エラーメッセージのリストにあるファイルシステムのマウントを解除してから、もう一度 cfgadm コマンドを実行します。
cfgadm: Component system is busy, try again: failed to offline: device-path Resource Information ------------------ -------------------------- /dev/dsk/device-name swap area |
cfgadm コマンドを使用して、スワップデバイス、専用のダンプデバイスなどのシステムリソースを取り外すと、システムリソースがアクティブな場合、このようなエラーメッセージが表示されます。
指定されたデバイス上のスワップ領域の構成を解除してから、再度 cfgadm を実行します。
cfgadm: Component system is busy, try again: failed to offline: device-path Resource Information ------------------ -------------------------- /dev/dsk/device-name dump device (swap) |
スワップ領域上に構成されているダンプデバイスを取り外そうとしたか、置き換えようとしました。
スワップ領域に構成されているダンプデバイスの構成を解除してから、再度 cfgadm を実行します。
cfgadm: Component system is busy, try again: failed to offline: device-path Resource Information ------------------ -------------------------- /dev/dsk/device-name dump device (dedicated) |
専用ダンプデバイスを取り外そうとしたか、置き換えようとしました。
専用ダンプデバイスの構成を解除し、cfgadm 処理を再実行します。
1 つ以上のターゲットデバイスが使用中である場合、および SCSI 構成解除操作が失敗した場合、次の手順を使用します。この手順を使用しないと、将来、このコントローラおよびターゲットデバイスの動的再構成操作が失敗し、dr in progress メッセージが表示されます。

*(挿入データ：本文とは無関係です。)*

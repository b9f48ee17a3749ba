use crate::controller::ControllerState;
use crate::model::{Event, Priority};
use crate::tui::state::AppState;
use ratatui::{
    Frame,
    layout::{Alignment, Constraint, Direction, Layout},
    style::{Color, Modifier, Style},
    text::{Line, Span},
    widgets::{Block, Borders, List, ListItem, Paragraph, Wrap},
};

fn priority_style(priority: Priority) -> Style {
    match priority {
        Priority::High => Style::default().fg(Color::Red),
        Priority::Medium => Style::default().fg(Color::Yellow),
        Priority::Low => Style::default().fg(Color::White),
    }
}

fn when(event: &Event) -> String {
    let Some(start) = event.start else {
        return "(no date)".to_string();
    };
    if event.all_day || start.is_date_only() {
        start.naive_date().format("%a %d %b %Y").to_string()
    } else {
        start.to_utc().format("%a %d %b %Y %H:%M UTC").to_string()
    }
}

fn selection_label(state: &AppState) -> String {
    let mut label = state.cursor_date.format("%Y-%m-%d").to_string();
    if state.range_days > 0 {
        label.push_str(&state.last_day().format("..%Y-%m-%d").to_string());
    }
    if let Some(time) = state.start_time {
        label.push_str(&time.format(" %H:%M").to_string());
    }
    label
}

pub fn draw(f: &mut Frame, state: &mut AppState) {
    let v_chunks = Layout::default()
        .direction(Direction::Vertical)
        .constraints([Constraint::Min(0), Constraint::Length(3)].as_ref())
        .split(f.area());

    let main_chunks = Layout::default()
        .direction(Direction::Vertical)
        .constraints([Constraint::Percentage(75), Constraint::Percentage(25)])
        .split(v_chunks[0]);

    // --- Event List ---
    let mut event_items: Vec<ListItem> = state
        .view_indices
        .iter()
        .map(|&idx| {
            let ev = &state.events[idx];
            let summary = format!("{:<24} [{}] {}", when(ev), ev.priority, ev.title);
            ListItem::new(Line::from(vec![Span::styled(
                summary,
                priority_style(ev.priority),
            )]))
        })
        .collect();
    if event_items.is_empty() && !state.loading {
        event_items.push(ListItem::new(Line::from(Span::styled(
            "No events scheduled",
            Style::default().fg(Color::DarkGray),
        ))));
    }

    let title = if state.loading {
        " Events (Loading...) ".to_string()
    } else {
        format!(
            " Events ({}) | by {} | {} ",
            state.view_indices.len(),
            state.sort_by.label(),
            selection_label(state)
        )
    };
    let event_list = List::new(event_items)
        .block(
            Block::default()
                .borders(Borders::ALL)
                .title(title)
                .border_style(Style::default().fg(Color::Yellow)),
        )
        .highlight_style(
            Style::default()
                .add_modifier(Modifier::BOLD)
                .bg(Color::DarkGray),
        );
    f.render_stateful_widget(event_list, main_chunks[0], &mut state.list_state);

    // --- Details Pane ---
    let details_text = match state.selected_event() {
        Some(ev) => {
            let end = ev
                .end
                .map(|e| e.to_string())
                .unwrap_or_else(|| "-".to_string());
            let start = ev
                .start
                .map(|s| s.to_string())
                .unwrap_or_else(|| "-".to_string());
            format!(
                "{}\nstart: {}  end: {}  all day: {}\npriority: {}  id: {}",
                ev.title,
                start,
                end,
                if ev.all_day { "yes" } else { "no" },
                ev.priority,
                ev.id
            )
        }
        None => String::new(),
    };
    let details = Paragraph::new(details_text)
        .wrap(Wrap { trim: true })
        .block(Block::default().borders(Borders::ALL).title(" Details "));
    f.render_widget(details, main_chunks[1]);

    // --- Footer / Entry Form ---
    let footer_area = v_chunks[1];
    let form = state.controller.form();
    let form_title = match state.controller.state() {
        ControllerState::Idle => None,
        ControllerState::ComposingNew(sel) => Some((
            format!(" New event on {} | Tab: {} ", sel.start, form.priority),
            Color::Yellow,
        )),
        ControllerState::EditingExisting(_) => Some((
            format!(" Edit event | Tab: {} | Ctrl-d: Delete ", form.priority),
            Color::Magenta,
        )),
    };

    match form_title {
        Some((title, color)) => {
            let prefix = "> ";
            let input = Paragraph::new(format!("{}{}", prefix, form.title))
                .style(Style::default().fg(color))
                .block(Block::default().borders(Borders::ALL).title(title));
            f.render_widget(input, footer_area);
            let cursor_x =
                footer_area.x + 1 + prefix.chars().count() as u16 + form.cursor() as u16;
            let cursor_y = footer_area.y + 1;
            f.set_cursor_position((cursor_x, cursor_y));
        }
        None => {
            let f_chunks = Layout::default()
                .direction(Direction::Horizontal)
                .constraints([Constraint::Percentage(50), Constraint::Percentage(50)])
                .split(footer_area);
            let status = Paragraph::new(state.message.clone())
                .style(Style::default().fg(Color::Cyan))
                .block(
                    Block::default()
                        .borders(Borders::LEFT | Borders::TOP | Borders::BOTTOM)
                        .title(" Status "),
                );
            let help_text = "h/l:Day | </>:Range | t:Time | a:Add | Enter:Edit | s:Sort";
            let help = Paragraph::new(help_text)
                .style(Style::default().fg(Color::DarkGray))
                .alignment(Alignment::Right)
                .block(
                    Block::default()
                        .borders(Borders::RIGHT | Borders::TOP | Borders::BOTTOM)
                        .title(" Actions "),
                );
            f.render_widget(status, f_chunks[0]);
            f.render_widget(help, f_chunks[1]);
        }
    }
}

次の作業マップでは、システム上の PCI または PCIe デバイスの管理作業について説明します。
作業 |
説明 |
参照先 |
---|---|---|
PCI スロット構成情報を表示します。 |
システムの PCI ホットプラグ対応デバイスとスロットの状態を表示します。 | |
PCI アダプタカードを取り外します。 |
カードを構成解除してからスロットから電源を外し、システムからカードを取り外します。 | |
PCI アダプタカードを取り付けます。 |
アダプタカードをホットプラグ対応のスロットに挿入します。スロットを電源に接続し、カードを構成します。 | |
PCI 構成に関する問題の障害追跡を行います。 |
PCI 構成障害に対処するために、エラーメッセージと解決策を確認します。 |
この節では、SPARC および x86 システム上で PCI または PCIe アダプタカードのホットプラグを実行する手順について説明します。
ホットプラグ操作では、cfgadm コマンドに加えて、prtconf コマンドが便利です。prtconf コマンドはハードウェアに関連する追加の構成情報を表示します。
ハードウェアの追加後に prtconf コマンドを使用して、ハードウェアが正しく構成されているかどうかを確認します。たとえば、構成作業後に prtconf -D コマンドを使用して、新しくインストールしたハードウェアデバイスにドライバが設定されているかどうかを確認します。ハードウェアの構成の前にデバイスドライバがシステムに追加されていない場合、add_drv コマンドを使用して手動で追加された可能性があります。
詳細については、prtconf(1M) と add_drv(1M) のマニュアルページを参照してください。
次の例では、簡潔にするため、PCI 接続点だけを表示しています。画面に表示される接続点はシステムによって異なります。
システムの LED インジケータを監視して、スロットのホットプラグ動作の状態を視覚的に把握できます。PCI Express の場合の LED の動作は、PCI Express の仕様で定義された動作と一致するか、そうでない場合は動作がプラットフォームに依存することがあります。
詳細は、ハードウェアマニュアルを参照してください。PCI Express の場合は、Attention ボタンが押されると電源インジケータが点滅し、状態遷移が始まったことを示します。状態遷移が終了すると、点滅が終了します。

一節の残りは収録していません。